Among the lines of the data, copy those that hold "PseudoBigInt".

■ **PROVIDED DATA**
------------------------------

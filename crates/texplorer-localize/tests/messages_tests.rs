use super::*;
use rustc_hash::FxHashSet;
use texplorer_common::{PrimitiveKind, PseudoBigInt};

#[test]
fn test_format_message_substitutes_positional_arguments() {
    assert_eq!(format_message("{0} extends {1}", &["T", "U"]), "T extends U");
    assert_eq!(format_message("no placeholders", &["ignored"]), "no placeholders");
}

#[test]
fn test_message_keys_are_unique_and_resolvable() {
    let mut keys = FxHashSet::default();
    for message in ALL_MESSAGES {
        assert!(keys.insert(message.key), "duplicate key {}", message.key);
        assert_eq!(message_by_key(message.key), Some(*message));
    }
    assert_eq!(message_by_key("kind.nope"), None);
}

#[test]
fn test_kind_text_interpolates_literal_values() {
    assert_eq!(
        kind_text(&TypeInfoKind::Primitive {
            primitive: PrimitiveKind::String
        }),
        "string"
    );
    assert_eq!(
        kind_text(&TypeInfoKind::StringLiteral {
            value: "hello".into()
        }),
        "\"hello\""
    );
    assert_eq!(kind_text(&TypeInfoKind::NumberLiteral { value: 42.0 }), "42");
    assert_eq!(
        kind_text(&TypeInfoKind::BigintLiteral {
            value: PseudoBigInt {
                negative: true,
                base10_value: "10".into(),
            }
        }),
        "-10n"
    );
    assert_eq!(kind_text(&TypeInfoKind::BooleanLiteral { value: false }), "false");
    assert_eq!(kind_text(&TypeInfoKind::NonPrimitive), "object");
    assert_eq!(kind_text(&TypeInfoKind::MaxDepth), "max depth exceeded");
}

#[test]
fn test_purpose_text() {
    assert_eq!(purpose_text(TypePurpose::Return), "return");
    assert_eq!(purpose_text(TypePurpose::ClassBaseType), "extends");
    assert_eq!(purpose_text(TypePurpose::ConditionalFalse), "false branch");
}
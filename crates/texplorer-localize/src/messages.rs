//! Display text for node kinds and child purposes.
//!
//! Templates use `{0}`-style placeholders, filled by [`format_message`].

use texplorer_common::{TypeInfoKind, TypeKind, TypePurpose};

/// Label shown for a node that failed to localize.
pub const ERROR_LABEL: &str = "<error>";

/// Label shown for a parameter without a usable name.
pub const UNNAMED_PARAMETER: &str = "<parameter>";

/// A message template with a stable key.
#[derive(Clone, Copy, Debug, PartialEq, Eq)]
pub struct Message {
    pub key: &'static str,
    pub template: &'static str,
}

macro_rules! messages {
    ($($name:ident = $key:literal => $template:literal;)*) => {
        $(pub const $name: Message = Message { key: $key, template: $template };)*

        /// Every message, for lookups by key.
        pub const ALL_MESSAGES: &[Message] = &[$($name),*];
    };
}

messages! {
    KIND_PRIMITIVE = "kind.primitive" => "{0}";
    KIND_INTRINSIC = "kind.intrinsic" => "intrinsic";
    KIND_STRING_LITERAL = "kind.string_literal" => "\"{0}\"";
    KIND_NUMBER_LITERAL = "kind.number_literal" => "{0}";
    KIND_BIGINT_LITERAL = "kind.bigint_literal" => "{0}n";
    KIND_BOOLEAN_LITERAL = "kind.boolean_literal" => "{0}";
    KIND_ENUM_LITERAL = "kind.enum_literal" => "{0}";
    KIND_ENUM = "kind.enum" => "enum";
    KIND_OBJECT = "kind.object" => "object";
    KIND_CLASS = "kind.class" => "class";
    KIND_INTERFACE = "kind.interface" => "interface";
    KIND_FUNCTION = "kind.function" => "function";
    KIND_ARRAY = "kind.array" => "array";
    KIND_TUPLE = "kind.tuple" => "tuple";
    KIND_UNION = "kind.union" => "union";
    KIND_INTERSECTION = "kind.intersection" => "intersection";
    KIND_INDEX = "kind.index" => "keyof";
    KIND_INDEXED_ACCESS = "kind.indexed_access" => "access";
    KIND_CONDITIONAL = "kind.conditional" => "conditional";
    KIND_SUBSTITUTION = "kind.substitution" => "substitution";
    KIND_STRING_MAPPING = "kind.string_mapping" => "string mapping";
    KIND_TEMPLATE_LITERAL = "kind.template_literal" => "template literal";
    KIND_TYPE_PARAMETER = "kind.type_parameter" => "type parameter";
    KIND_NON_PRIMITIVE = "kind.non_primitive" => "object";
    KIND_REFERENCE = "kind.reference" => "reference";
    KIND_MAX_DEPTH = "kind.max_depth" => "max depth exceeded";
    KIND_INDEX_INFO = "kind.index_info" => "index";
    KIND_TEXT_SEGMENT = "kind.text_segment" => "\"{0}\"";

    PURPOSE_RETURN = "purpose.return" => "return";
    PURPOSE_PARAMETER = "purpose.parameter" => "parameter";
    PURPOSE_CLASS_CONSTRUCTOR = "purpose.class_constructor" => "constructor";
    PURPOSE_CLASS_BASE_TYPE = "purpose.class_base_type" => "extends";
    PURPOSE_CLASS_IMPLEMENTATIONS = "purpose.class_implementations" => "implements";
    PURPOSE_OBJECT_CLASS = "purpose.object_class" => "class";
    PURPOSE_TYPE_PARAMETER_LIST = "purpose.type_parameter_list" => "type parameters";
    PURPOSE_TYPE_ARGUMENT_LIST = "purpose.type_argument_list" => "type arguments";
    PURPOSE_PARAMETER_VALUE = "purpose.parameter_value" => "value";
    PURPOSE_PARAMETER_DEFAULT = "purpose.parameter_default" => "default";
    PURPOSE_PARAMETER_BASE_CONSTRAINT = "purpose.parameter_base_constraint" => "constraint";
    PURPOSE_INDEX_INFO = "purpose.index_info" => "index";
    PURPOSE_INDEX_PARAMETER_TYPE = "purpose.index_parameter_type" => "key";
    PURPOSE_INDEX_VALUE_TYPE = "purpose.index_value_type" => "value";
    PURPOSE_CONDITIONAL_CHECK = "purpose.conditional_check" => "check";
    PURPOSE_CONDITIONAL_EXTENDS = "purpose.conditional_extends" => "extends";
    PURPOSE_CONDITIONAL_TRUE = "purpose.conditional_true" => "true branch";
    PURPOSE_CONDITIONAL_FALSE = "purpose.conditional_false" => "false branch";
    PURPOSE_KEYOF = "purpose.keyof" => "keyof";
    PURPOSE_INDEXED_ACCESS_BASE = "purpose.indexed_access_base" => "base";
    PURPOSE_INDEXED_ACCESS_INDEX = "purpose.indexed_access_index" => "index";
    PURPOSE_SUBSTITUTION_BASE = "purpose.substitution_base" => "base";
    PURPOSE_SUBSTITUTION_SUBSTITUTE = "purpose.substitution_substitute" => "substitute";
    PURPOSE_STRING_MAPPING_TYPE = "purpose.string_mapping_type" => "type";
    PURPOSE_TEMPLATE_LITERAL_TEXT = "purpose.template_literal_text" => "text";
}

/// Substitute `{0}`, `{1}`, ... in `template`.
pub fn format_message(template: &str, args: &[&str]) -> String {
    let mut result = template.to_string();
    for (i, arg) in args.iter().enumerate() {
        result = result.replace(&format!("{{{i}}}"), arg);
    }
    result
}

pub fn message_by_key(key: &str) -> Option<Message> {
    ALL_MESSAGES.iter().copied().find(|message| message.key == key)
}

pub fn kind_message(kind: TypeKind) -> Message {
    match kind {
        TypeKind::Primitive => KIND_PRIMITIVE,
        TypeKind::Intrinsic => KIND_INTRINSIC,
        TypeKind::StringLiteral => KIND_STRING_LITERAL,
        TypeKind::NumberLiteral => KIND_NUMBER_LITERAL,
        TypeKind::BigintLiteral => KIND_BIGINT_LITERAL,
        TypeKind::BooleanLiteral => KIND_BOOLEAN_LITERAL,
        TypeKind::EnumLiteral => KIND_ENUM_LITERAL,
        TypeKind::Enum => KIND_ENUM,
        TypeKind::Object => KIND_OBJECT,
        TypeKind::Class => KIND_CLASS,
        TypeKind::Interface => KIND_INTERFACE,
        TypeKind::Function => KIND_FUNCTION,
        TypeKind::Array => KIND_ARRAY,
        TypeKind::Tuple => KIND_TUPLE,
        TypeKind::Union => KIND_UNION,
        TypeKind::Intersection => KIND_INTERSECTION,
        TypeKind::Index => KIND_INDEX,
        TypeKind::IndexedAccess => KIND_INDEXED_ACCESS,
        TypeKind::Conditional => KIND_CONDITIONAL,
        TypeKind::Substitution => KIND_SUBSTITUTION,
        TypeKind::StringMapping => KIND_STRING_MAPPING,
        TypeKind::TemplateLiteral => KIND_TEMPLATE_LITERAL,
        TypeKind::TypeParameter => KIND_TYPE_PARAMETER,
        TypeKind::NonPrimitive => KIND_NON_PRIMITIVE,
        TypeKind::Reference => KIND_REFERENCE,
        TypeKind::MaxDepth => KIND_MAX_DEPTH,
    }
}

pub fn purpose_message(purpose: TypePurpose) -> Message {
    match purpose {
        TypePurpose::Return => PURPOSE_RETURN,
        TypePurpose::Parameter => PURPOSE_PARAMETER,
        TypePurpose::ClassConstructor => PURPOSE_CLASS_CONSTRUCTOR,
        TypePurpose::ClassBaseType => PURPOSE_CLASS_BASE_TYPE,
        TypePurpose::ClassImplementations => PURPOSE_CLASS_IMPLEMENTATIONS,
        TypePurpose::ObjectClass => PURPOSE_OBJECT_CLASS,
        TypePurpose::TypeParameterList => PURPOSE_TYPE_PARAMETER_LIST,
        TypePurpose::TypeArgumentList => PURPOSE_TYPE_ARGUMENT_LIST,
        TypePurpose::ParameterValue => PURPOSE_PARAMETER_VALUE,
        TypePurpose::ParameterDefault => PURPOSE_PARAMETER_DEFAULT,
        TypePurpose::ParameterBaseConstraint => PURPOSE_PARAMETER_BASE_CONSTRAINT,
        TypePurpose::IndexInfo => PURPOSE_INDEX_INFO,
        TypePurpose::IndexParameterType => PURPOSE_INDEX_PARAMETER_TYPE,
        TypePurpose::IndexValueType => PURPOSE_INDEX_VALUE_TYPE,
        TypePurpose::ConditionalCheck => PURPOSE_CONDITIONAL_CHECK,
        TypePurpose::ConditionalExtends => PURPOSE_CONDITIONAL_EXTENDS,
        TypePurpose::ConditionalTrue => PURPOSE_CONDITIONAL_TRUE,
        TypePurpose::ConditionalFalse => PURPOSE_CONDITIONAL_FALSE,
        TypePurpose::Keyof => PURPOSE_KEYOF,
        TypePurpose::IndexedAccessBase => PURPOSE_INDEXED_ACCESS_BASE,
        TypePurpose::IndexedAccessIndex => PURPOSE_INDEXED_ACCESS_INDEX,
        TypePurpose::SubstitutionBase => PURPOSE_SUBSTITUTION_BASE,
        TypePurpose::SubstitutionSubstitute => PURPOSE_SUBSTITUTION_SUBSTITUTE,
        TypePurpose::StringMappingType => PURPOSE_STRING_MAPPING_TYPE,
        TypePurpose::TemplateLiteralText => PURPOSE_TEMPLATE_LITERAL_TEXT,
    }
}

pub fn purpose_text(purpose: TypePurpose) -> &'static str {
    purpose_message(purpose).template
}

/// Kind text of a concrete node, with literal values interpolated.
pub fn kind_text(kind: &TypeInfoKind) -> String {
    let template = kind_message(kind.type_kind()).template;
    match kind {
        TypeInfoKind::Primitive { primitive } => format_message(template, &[primitive.keyword()]),
        TypeInfoKind::StringLiteral { value } => format_message(template, &[value]),
        TypeInfoKind::NumberLiteral { value } => {
            format_message(template, &[&value.to_string()])
        }
        TypeInfoKind::BigintLiteral { value } => {
            format_message(template, &[&value.to_string()])
        }
        TypeInfoKind::BooleanLiteral { value } => {
            format_message(template, &[if *value { "true" } else { "false" }])
        }
        TypeInfoKind::EnumLiteral { value, .. } => {
            format_message(template, &[&value.to_string()])
        }
        TypeInfoKind::Intrinsic { name } => name.clone(),
        _ => template.to_string(),
    }
}

#[cfg(test)]
#[path = "../tests/messages_tests.rs"]
mod tests;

------------------------------

■ **WRITTEN RESPONSE**
use texplorer_common::{PrimitiveKind, PseudoBigInt};
            value: PseudoBigInt {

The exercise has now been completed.